Data provided:
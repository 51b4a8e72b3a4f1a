//! Command-line interface definitions for mediadupe.
//!
//! Global options (verbosity, color, error format, config file) come first,
//! then a subcommand. Pipeline options are shared by `scan` and `resolve` and
//! are all optional so that unset flags leave the configuration file and
//! environment in charge.
//!
//! # Example
//!
//! ```bash
//! # Report duplicates without touching anything
//! mediadupe scan ~/Pictures
//!
//! # Move duplicates into ~/Pictures/_quarantine_<run>/
//! mediadupe resolve ~/Pictures
//!
//! # Irreversible deletion has to be confirmed explicitly
//! mediadupe resolve ~/Pictures --mode delete --confirm-permanent-delete
//!
//! # Show what an interrupted run left behind
//! mediadupe status ~/Pictures
//! ```

use clap::{Args, Parser, Subcommand};
use std::path::{Path, PathBuf};

use crate::checkpoint::Checkpoint;
use crate::collab::{TimeZoneMode, ToolMode};
use crate::config::ConfigOverrides;
use crate::resolve::{ActionKind, PermanentDeletion};

/// Resumable duplicate finder and resolver for photo and video collections.
///
/// Finds byte-identical media with a size, partial-digest and full-digest
/// funnel, keeps the oldest capture, and quarantines the rest together with
/// their sidecar files.
#[derive(Debug, Parser)]
#[command(name = "mediadupe")]
#[command(author, version, about, long_about = None)]
#[command(propagate_version = true)]
pub struct Cli {
    /// Increase verbosity level (-v for debug, -vv for trace)
    #[arg(short, long, action = clap::ArgAction::Count, global = true)]
    pub verbose: u8,

    /// Suppress all output except errors
    #[arg(short, long, global = true, conflicts_with = "verbose")]
    pub quiet: bool,

    /// Disable colored output and animated progress
    #[arg(long, global = true, env = "NO_COLOR")]
    pub no_color: bool,

    /// Print fatal errors as a JSON object on stderr
    #[arg(long, global = true)]
    pub json_errors: bool,

    /// Configuration file (default: config.toml in the platform config dir)
    #[arg(long, global = true, value_name = "PATH")]
    pub config: Option<PathBuf>,

    /// Subcommand to execute
    #[command(subcommand)]
    pub command: Commands,
}

/// Available subcommands.
#[derive(Debug, Subcommand)]
pub enum Commands {
    /// Find duplicates and write reports; nothing is moved or deleted
    Scan(ScanArgs),
    /// Find duplicates and quarantine or delete every non-keeper
    Resolve(ResolveArgs),
    /// Show the checkpoint of an interrupted run
    Status(StatusArgs),
}

/// Arguments for the scan subcommand.
#[derive(Debug, Args)]
pub struct ScanArgs {
    /// Directory to scan
    #[arg(value_name = "PATH")]
    pub path: PathBuf,

    /// Pipeline options
    #[command(flatten)]
    pub pipeline: PipelineArgs,

    /// Checkpoint options
    #[command(flatten)]
    pub checkpoint: CheckpointArgs,
}

/// Arguments for the resolve subcommand.
#[derive(Debug, Args)]
pub struct ResolveArgs {
    /// Directory to scan and resolve
    #[arg(value_name = "PATH")]
    pub path: PathBuf,

    /// What happens to non-keepers
    #[arg(long, value_enum, default_value_t = ActionKind::Quarantine)]
    pub mode: ActionKind,

    /// Confirm that `--mode delete` removes files permanently
    #[arg(long)]
    pub confirm_permanent_delete: bool,

    /// Plan and report actions without touching any file
    #[arg(long)]
    pub dry_run: bool,

    /// Pipeline options
    #[command(flatten)]
    pub pipeline: PipelineArgs,

    /// Checkpoint options
    #[command(flatten)]
    pub checkpoint: CheckpointArgs,
}

impl ResolveArgs {
    /// Deletion acknowledgement, present only when explicitly confirmed.
    #[must_use]
    pub fn permanent_deletion(&self) -> Option<PermanentDeletion> {
        self.confirm_permanent_delete
            .then_some(PermanentDeletion::Acknowledged)
    }
}

/// Arguments for the status subcommand.
#[derive(Debug, Args)]
pub struct StatusArgs {
    /// Target directory of the run
    #[arg(value_name = "PATH")]
    pub path: PathBuf,

    /// Checkpoint file (default: <PATH>/.mediadupe-checkpoint.jsonl)
    #[arg(long, value_name = "FILE")]
    pub checkpoint: Option<PathBuf>,
}

impl StatusArgs {
    /// Checkpoint file to inspect.
    #[must_use]
    pub fn checkpoint_path(&self) -> PathBuf {
        self.checkpoint
            .clone()
            .unwrap_or_else(|| Checkpoint::default_path(&self.path))
    }
}

/// Options of the detection pipeline, layered over the configuration.
#[derive(Debug, Clone, Default, Args)]
pub struct PipelineArgs {
    /// Bytes read for the partial digest (e.g. 4MiB, 16MB)
    ///
    /// Supports suffixes: B, KB, KiB, MB, MiB, GB, GiB, TB, TiB
    #[arg(long, value_name = "SIZE", value_parser = parse_size)]
    pub prehash_bytes: Option<u64>,

    /// Worker threads for digests and video probes (default: 4)
    #[arg(long, value_name = "N")]
    pub io_threads: Option<usize>,

    /// Only scan the top level of the target
    #[arg(long)]
    pub no_recursive: bool,

    /// Skip the near-duplicate video report
    #[arg(long)]
    pub no_near_duplicates: bool,

    /// Near-duplicate duration tolerance in milliseconds (default: 250)
    #[arg(long, value_name = "MS")]
    pub duration_tolerance_ms: Option<u64>,

    /// Near-duplicates must also share a codec
    #[arg(long)]
    pub require_same_codec: bool,

    /// How offset-bearing capture dates are read
    #[arg(long, value_enum)]
    pub timezone: Option<TimeZoneMode>,

    /// Video probe (ffprobe) availability
    #[arg(long, value_enum)]
    pub probe: Option<ToolMode>,

    /// Capture-date tool (exiftool) availability
    #[arg(long, value_enum)]
    pub metadata: Option<ToolMode>,

    /// Files per exiftool invocation (default: 25)
    #[arg(long, value_name = "N")]
    pub metadata_batch_size: Option<usize>,

    /// Path to the exiftool executable
    #[arg(long, value_name = "PATH")]
    pub exiftool: Option<PathBuf>,

    /// Path to the ffprobe executable
    #[arg(long, value_name = "PATH")]
    pub ffprobe: Option<PathBuf>,

    /// Fail on the first unreadable file instead of reporting it
    #[arg(long)]
    pub strict: bool,

    /// Directory for the reports (default: the target)
    #[arg(long, value_name = "DIR")]
    pub report_dir: Option<PathBuf>,
}

impl PipelineArgs {
    /// Configuration values set on the command line.
    ///
    /// Switches only override when given, so `--strict` absent leaves a
    /// `strict = true` in the config file alone.
    #[must_use]
    pub fn overrides(&self) -> ConfigOverrides {
        ConfigOverrides {
            prehash_bytes: self.prehash_bytes,
            io_threads: self.io_threads,
            recursive: self.no_recursive.then_some(false),
            near_duplicates: self.no_near_duplicates.then_some(false),
            duration_tolerance_ms: self.duration_tolerance_ms,
            require_same_codec: self.require_same_codec.then_some(true),
            timezone: self.timezone,
            probe: self.probe,
            metadata: self.metadata,
            metadata_batch_size: self.metadata_batch_size,
            exiftool_path: self.exiftool.clone(),
            ffprobe_path: self.ffprobe.clone(),
            strict: self.strict.then_some(true),
            report_dir: self.report_dir.clone(),
        }
    }
}

/// Checkpoint handling options.
#[derive(Debug, Clone, Default, Args)]
pub struct CheckpointArgs {
    /// Checkpoint file (default: <PATH>/.mediadupe-checkpoint.jsonl)
    #[arg(long = "checkpoint", value_name = "FILE")]
    pub checkpoint_file: Option<PathBuf>,

    /// Delete an existing checkpoint and start over
    #[arg(long)]
    pub discard_checkpoint: bool,

    /// Run without a checkpoint; an interrupted run starts from scratch
    #[arg(long, conflicts_with_all = ["checkpoint_file", "discard_checkpoint"])]
    pub no_checkpoint: bool,
}

impl CheckpointArgs {
    /// Checkpoint file for a run over `target`, unless disabled.
    #[must_use]
    pub fn resolve_path(&self, target: &Path) -> Option<PathBuf> {
        if self.no_checkpoint {
            return None;
        }
        Some(
            self.checkpoint_file
                .clone()
                .unwrap_or_else(|| Checkpoint::default_path(target)),
        )
    }
}

/// Parse a human-readable size string into bytes.
///
/// Supports suffixes: B, KB, KiB, MB, MiB, GB, GiB, TB, TiB
/// Case-insensitive. Numbers without suffix are treated as bytes.
///
/// # Examples
///
/// ```
/// use mediadupe::cli::parse_size;
///
/// assert_eq!(parse_size("1024").unwrap(), 1024);
/// assert_eq!(parse_size("1KB").unwrap(), 1000);
/// assert_eq!(parse_size("1KiB").unwrap(), 1024);
/// assert_eq!(parse_size("4MiB").unwrap(), 4_194_304);
/// ```
/// # Errors
///
/// Returns an error if the string is empty, contains an invalid number,
/// a negative number, or an unknown size suffix.
pub fn parse_size(s: &str) -> Result<u64, String> {
    let s = s.trim();
    if s.is_empty() {
        return Err("Size cannot be empty".to_string());
    }

    let (num_str, suffix) = match s.find(|c: char| !c.is_ascii_digit() && c != '.') {
        Some(idx) => (&s[..idx], s[idx..].trim().to_uppercase()),
        None => (s, String::new()),
    };

    let num: f64 = num_str
        .parse()
        .map_err(|_| format!("Invalid number: '{num_str}'"))?;

    if num < 0.0 {
        return Err("Size cannot be negative".to_string());
    }

    let multiplier: u64 = match suffix.as_str() {
        "" | "B" => 1,
        "KB" | "K" => 1_000,
        "KIB" => 1_024,
        "MB" | "M" => 1_000_000,
        "MIB" => 1_048_576,
        "GB" | "G" => 1_000_000_000,
        "GIB" => 1_073_741_824,
        "TB" | "T" => 1_000_000_000_000,
        "TIB" => 1_099_511_627_776,
        _ => return Err(format!("Unknown size suffix: '{suffix}'")),
    };

    Ok((num * multiplier as f64) as u64)
}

Work to be completed:
Among the records, find each line where the word "struct" occurs, and copy it.

Written response:
pub struct Cli {
pub struct ScanArgs {
pub struct ResolveArgs {
pub struct StatusArgs {
pub struct PipelineArgs {
pub struct CheckpointArgs {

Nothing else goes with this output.